En condiciones normales, cuando la vida seguía su curso despreocupado y la gente tenía ánimo y dinero como para ir al parque de las fieras, llenar el buche del paquidermo tenía lo suyo. Según recogió Bernat Montsià en 'Les bèsties del parc' (1931), la simpática hembra se zampaba a diario "entre 30 y 40 kilos de paja, 60 de remolacha, 20 de avena y unos 5 de algarrobas". ¿De dónde diantre sacar tanto forraje en una ciudad asediada por la hambruna? Hasta la leche estaba racionada.

HAMBRE Y AVIDEZ

Para comprender hasta qué punto los barceloneses las pasaron canutas durante los años de la escasez, merece la pena la lectura del libro 'La batalla de l’ou. De quan passàvem gana' (1936-1939), del historiador Joan de Déu Domènech, un retablo de las triquiñuelas de los barceloneses para echarse algo al coleto. El título, por cierto, hace referencia a la campaña impulsada por la Generalitat, desde enero de 1937, para hacer frente a la carestía de huevos mediante la consigna: "cada balcó, un galliner". Hierbas conejeras y farinetes. Hambre, avidez, gusa, gazuza. De ese baile de arañas en el estómago nació Carpanta.

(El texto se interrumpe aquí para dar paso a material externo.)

use std::path::Path;

use common::error::AppError;
use tracing::debug;

/// File extensions the loader understands. Upload validation checks against
/// the same list so rejections happen before any bytes are stored.
pub const SUPPORTED_EXTENSIONS: &[&str] = &["txt", "md", "markdown", "pdf"];

/// One extracted slice of document text. Plain text and Markdown files
/// produce a single unit; PDF extraction yields one unit per page with the
/// 1-based page number attached.
#[derive(Debug, Clone, PartialEq)]
pub struct LoadedUnit {
    pub text: String,
    pub page: Option<u32>,
}

/// Reads a document from disk and extracts its text, dispatching on the mime
/// type guessed from the file extension.
pub async fn load(path: &Path) -> Result<Vec<LoadedUnit>, AppError> {
    let mime = mime_guess::from_path(path).first_or_octet_stream();
    match mime.essence_str() {
        "text/plain" | "text/markdown" => {
            let bytes = tokio::fs::read(path).await?;
            Ok(vec![LoadedUnit {
                text: String::from_utf8_lossy(&bytes).into_owned(),
                page: None,
            }])
        }
        "application/pdf" => load_pdf(path).await,
        _ => {
            let extension = path
                .extension()
                .map(|ext| ext.to_string_lossy().into_owned())
                .unwrap_or_default();
            Err(AppError::Validation(format!(
                "unsupported file extension '{extension}'; supported: {}",
                SUPPORTED_EXTENSIONS.join(", ")
            )))
        }
    }
}

/// Extraction runs on the blocking pool since `pdf-extract` walks the whole
/// document synchronously. Blank pages are skipped but keep their page
/// numbering for the pages that remain.
async fn load_pdf(path: &Path) -> Result<Vec<LoadedUnit>, AppError> {
    let bytes = tokio::fs::read(path).await?;
    let pages =
        tokio::task::spawn_blocking(move || pdf_extract::extract_text_from_mem_by_pages(&bytes))
            .await?
            .map_err(|err| {
                AppError::InternalError(format!("failed to extract text from PDF: {err}"))
            })?;

    let units: Vec<LoadedUnit> = pages
        .into_iter()
        .enumerate()
        .filter_map(|(index, text)| {
            let trimmed = text.trim();
            if trimmed.is_empty() {
                return None;
            }
            Some(LoadedUnit {
                text: trimmed.to_string(),
                page: u32::try_from(index.saturating_add(1)).ok(),
            })
        })
        .collect();

    debug!(pages = units.len(), path = %path.display(), "extracted pdf text");
    Ok(units)
}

Cuando tropezarse con un nabo medio podrido suponía un golpe de suerte, ¿quién perdía el sueño por el bestiario exótico? Cuenta Emili Pons en 'El Parc Zoològic de Barcelona' (1992) que a menudo el camión de aprovisionamiento del zoológico se presentaba vacío en destino tras  la inspección a que lo sometían las “patrullas de control”. Así sucedió mismamente el 19 de diciembre de 1937, cuando el vehículo, hasta los topes de 'queviures', regresaba procedente de Agramunt: a la Ciutadella no llegaron ni las hojas del supuesto nabo.

No fue hasta 1944 cuando la heroína tuvo una sucesora llamada Perla. Pero esta es ya otra historia que algún día contará el 'Barceloneando'.Solo entre el 1 de abril y el 4 de julio de 1938, la falta de comida se llevó por delante a tres tristes tigres, dos leones, una leona, un dromedario recién nacido y dos panteras negras. Y a la pobre Júlia, parece. Lo peor de su historia no es la muerte por inanición, sino lo que me dispongo a escribir en este párrafo, que preferiría ahorrarme: sostiene Domènech, el historiador, que el cuerpo de la elefanta fue destazado y repartido entre las carnicerías de la ciudad; a la del Poble Sec le tocó una pata. El hambre no tiene miramientos ni escrúpulos.